税理士・濱田善行さんの
「こんなんありだ税っ!」

第5回
使途秘匿金(しとひとくきん)ってどんなこと?

会社は、
1年間に稼いだ利益について、
年に1度、税務署に申告することになっています。
利益が収入から経費を差し引くことで求められるものだとすると、
正しい利益を求めるためには、
収入も経費もどちらも正しいものでなければなりません。

税務署が求める正しさとは
即ち、「客観性」といえます。
つまり、「誰がいつ見ても同じように判断できる。
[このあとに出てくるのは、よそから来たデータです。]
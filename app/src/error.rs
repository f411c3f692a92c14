use std::path::PathBuf;

use vrmtex_core::session::SessionError;

/// Errors reported by the `vrmtex` binary.
#[derive(Debug, thiserror::Error)]
pub enum AppError {
    /// An input container, image or config file could not be read.
    #[error("failed to read {path}: {source}")]
    Read {
        /// File that was being read.
        path: PathBuf,
        #[source]
        source: std::io::Error,
    },

    /// An output container or extracted texture could not be written.
    #[error("failed to write {path}: {source}")]
    Write {
        /// File or directory that was being written.
        path: PathBuf,
        #[source]
        source: std::io::Error,
    },

    /// The config file exists but is not valid TOML for [`AppConfig`].
    ///
    /// [`AppConfig`]: crate::AppConfig
    #[error("failed to parse config {path}: {source}")]
    Config {
        /// Config file path.
        path: PathBuf,
        #[source]
        source: toml::de::Error,
    },

    /// The texture session rejected the input or an edit.
    #[error(transparent)]
    Session(#[from] SessionError),

    /// The tokio runtime could not be built.
    #[error("failed to start async runtime: {0}")]
    Runtime(std::io::Error),
}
」
ということです。
そのために、
いろいろな届出が必要であったり
契約書が重視されたり、
領収書などの保存が求められたりします。

ただ千春氏は、
外注費の一部につき、
その相手先や、その内容を明らかにしませんでした。
これは、求められてる客観性を自ら放棄するもので、
税務上、使途秘匿金といわれます。

お金というのは、あげた人がいればもらった人がいますから、
もらった人を特定できないのであれば
その分課税漏れが生じます。
税務署が使途秘匿金にペナルティを課さないということは
目の前で事件が起こっているのに見逃すおまわりさん
と同じようなコトですから、
経費として認めないばかりでなく、
その支払額について40%もの高率で課税して、
より適正な会計処理を促しています。

例えば100万円を使途秘匿したことが調査で見つかると、
法人税等45万円、過少申告加算税4万円、
使途秘匿金課税にかかる法人税等45万円、
重加算税として14万円、
これに延滞税がかかってきますから、
ざっと計算しても、
秘匿した金額と同額以上の税負担が、追加で必要になります。

千春氏の会社がこれだけの税負担をしてまで
秘匿しなければならない理由は何だったのか。
このお金の流れの先に鈴木宗男氏がいるのでは???
というのが週刊誌の視点でした。

明日に続きます。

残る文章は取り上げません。